------ GIVEN DATA
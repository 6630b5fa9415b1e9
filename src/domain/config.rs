//! # Configuration
//!
//! Manages the loading and parsing of the swarm configuration file (`takopi.yaml`).
//! Defines the structs for the chat transport, projects, plugin tables and logging,
//! and normalises project entries into a `ProjectsConfig`.

use serde::Deserialize;
use std::collections::BTreeMap;
use std::fs;
use std::path::{Path, PathBuf};
use thiserror::Error;

use crate::domain::paths;

/// Configuration problems. Surfaced to the user verbatim and mapped to exit code 2.
#[derive(Debug, Error)]
pub enum ConfigError {
    #[error("Missing config file {0}.")]
    Missing(String),
    #[error("Failed to read config file {path}: {source}")]
    Read {
        path: String,
        #[source]
        source: std::io::Error,
    },
    #[error("Malformed config file {path}: {source}")]
    Parse {
        path: String,
        #[source]
        source: serde_yaml::Error,
    },
    #[error("{0}")]
    Invalid(String),
}

/// Main configuration structure.
/// Matches the layout of `~/.takopi/takopi.yaml`.
#[derive(Debug, Default, Deserialize, Clone)]
pub struct AppConfig {
    #[serde(default)]
    pub transports: TransportsConfig,
    #[serde(default)]
    pub projects: BTreeMap<String, ProjectEntry>,
    #[serde(default)]
    pub default_project: Option<String>,
    /// Raw plugin tables; each plugin validates its own section.
    #[serde(default)]
    pub plugins: BTreeMap<String, serde_yaml::Value>,
    #[serde(default)]
    pub logging: LoggingConfig,
}

#[derive(Debug, Default, Deserialize, Clone)]
pub struct TransportsConfig {
    #[serde(default)]
    pub telegram: TelegramConfig,
}

/// Bot API credentials and the main chat.
#[derive(Debug, Default, Deserialize, Clone)]
pub struct TelegramConfig {
    #[serde(default)]
    pub bot_token: String,
    #[serde(default)]
    pub chat_id: Option<i64>,
    #[serde(default)]
    pub api_base: Option<String>,
}

/// A project as written in the config file.
#[derive(Debug, Deserialize, Clone)]
pub struct ProjectEntry {
    pub path: String,
    #[serde(default)]
    pub worktrees_dir: Option<String>,
    #[serde(default)]
    pub worktree_base: Option<String>,
    #[serde(default)]
    pub chat_id: Option<i64>,
}

#[derive(Debug, Deserialize, Clone)]
pub struct LoggingConfig {
    #[serde(default = "default_log_level")]
    pub level: String,
    #[serde(default)]
    pub file: Option<String>,
}

impl Default for LoggingConfig {
    fn default() -> Self {
        Self {
            level: default_log_level(),
            file: None,
        }
    }
}

fn default_log_level() -> String {
    "warn".to_string()
}

pub const DEFAULT_WORKTREES_DIR: &str = ".worktrees";

/// A resolved project: absolute paths, alias as written.
#[derive(Debug, Clone, PartialEq)]
pub struct ProjectConfig {
    pub alias: String,
    pub path: PathBuf,
    pub worktrees_dir: PathBuf,
    pub worktree_base: Option<String>,
    pub chat_id: Option<i64>,
}

impl ProjectConfig {
    #[cfg(test)]
    pub fn new(alias: impl Into<String>, path: impl Into<PathBuf>) -> Self {
        Self {
            alias: alias.into(),
            path: path.into(),
            worktrees_dir: PathBuf::from(DEFAULT_WORKTREES_DIR),
            worktree_base: None,
            chat_id: None,
        }
    }

    /// Directory that holds one worktree per branch.
    pub fn worktrees_root(&self) -> PathBuf {
        if self.worktrees_dir.is_absolute() {
            self.worktrees_dir.clone()
        } else {
            self.path.join(&self.worktrees_dir)
        }
    }
}

/// Projects keyed by their lower-cased id.
#[derive(Debug, Clone, Default, PartialEq)]
pub struct ProjectsConfig {
    pub projects: BTreeMap<String, ProjectConfig>,
}

impl ProjectsConfig {
    /// Project key -> display alias.
    pub fn aliases(&self) -> BTreeMap<String, String> {
        self.projects
            .iter()
            .map(|(key, project)| (key.clone(), project.alias.clone()))
            .collect()
    }

    /// Looks a project up by alias or id (case-insensitive), returning `(key, alias)`.
    pub fn resolve(&self, project: &str) -> Result<(String, String), ConfigError> {
        let key = project.trim().to_lowercase();
        match self.projects.get(&key) {
            Some(cfg) => Ok((key, cfg.alias.clone())),
            None => {
                let available = if self.projects.is_empty() {
                    "none".to_string()
                } else {
                    self.projects.keys().cloned().collect::<Vec<_>>().join(", ")
                };
                Err(ConfigError::Invalid(format!(
                    "Unknown project {:?}. Available project ids: {}.",
                    project, available
                )))
            }
        }
    }
}

impl AppConfig {
    /// Parses a YAML document. An empty document yields the defaults.
    pub fn from_yaml(content: &str, config_path: &Path) -> Result<Self, ConfigError> {
        if content.trim().is_empty() {
            return Ok(Self::default());
        }
        serde_yaml::from_str(content).map_err(|source| ConfigError::Parse {
            path: config_path.display().to_string(),
            source,
        })
    }

    pub fn bot_token(&self, config_path: &Path) -> Result<&str, ConfigError> {
        let token = self.transports.telegram.bot_token.trim();
        if token.is_empty() {
            return Err(ConfigError::Invalid(format!(
                "Missing `transports.telegram.bot_token` in {}.",
                config_path.display()
            )));
        }
        Ok(token)
    }

    pub fn main_chat_id(&self, config_path: &Path) -> Result<i64, ConfigError> {
        self.transports.telegram.chat_id.ok_or_else(|| {
            ConfigError::Invalid(format!(
                "Missing `transports.telegram.chat_id` in {}.",
                config_path.display()
            ))
        })
    }

    /// Normalises the `projects` table.
    pub fn to_projects_config(&self, config_path: &Path) -> Result<ProjectsConfig, ConfigError> {
        let base_dir = paths::config_dir(config_path);
        let mut projects = BTreeMap::new();

        for (alias, entry) in &self.projects {
            let key = alias.trim().to_lowercase();
            if key.is_empty() {
                return Err(ConfigError::Invalid(format!(
                    "Invalid project id {:?} in {}; expected a non-empty name.",
                    alias,
                    config_path.display()
                )));
            }
            if entry.path.trim().is_empty() {
                return Err(ConfigError::Invalid(format!(
                    "Invalid `projects.{}.path` in {}; expected a non-empty string.",
                    alias,
                    config_path.display()
                )));
            }
            let project = ProjectConfig {
                alias: alias.trim().to_string(),
                path: paths::resolve_config_relative(entry.path.trim(), &base_dir),
                worktrees_dir: entry
                    .worktrees_dir
                    .as_deref()
                    .map(paths::expand_user)
                    .unwrap_or_else(|| PathBuf::from(DEFAULT_WORKTREES_DIR)),
                worktree_base: entry
                    .worktree_base
                    .as_deref()
                    .map(str::trim)
                    .filter(|b| !b.is_empty())
                    .map(str::to_string),
                chat_id: entry.chat_id,
            };
            if projects.insert(key.clone(), project).is_some() {
                return Err(ConfigError::Invalid(format!(
                    "Duplicate project id {:?} in {} (project ids are case-insensitive).",
                    key,
                    config_path.display()
                )));
            }
        }

        if let Some(raw) = &self.default_project
            && !projects.contains_key(&raw.trim().to_lowercase())
        {
            return Err(ConfigError::Invalid(format!(
                "Invalid `default_project` {:?} in {}; no such project.",
                raw,
                config_path.display()
            )));
        }

        Ok(ProjectsConfig { projects })
    }
}

/// Loads the config from `path` (or the default location), returning it with the resolved path.
pub fn load_settings(path: Option<&Path>) -> Result<(AppConfig, PathBuf), ConfigError> {
    let config_path = path
        .map(Path::to_path_buf)
        .unwrap_or_else(paths::default_config_path);
    if !config_path.exists() {
        return Err(ConfigError::Missing(paths::config_path_display(&config_path)));
    }
    let content = fs::read_to_string(&config_path).map_err(|source| ConfigError::Read {
        path: config_path.display().to_string(),
        source,
    })?;
    let config = AppConfig::from_yaml(&content, &config_path)?;
    tracing::debug!("Loaded config from {}", config_path.display());
    Ok((config, config_path))
}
------------
_TASK DIRECTIONS:_ Each line in the listing above that includes "tables" is to be copied.

_SOLUTION TO THIS EXERCISE:_
//! Defines the structs for the chat transport, projects, plugin tables and logging,
    /// Raw plugin tables; each plugin validates its own section.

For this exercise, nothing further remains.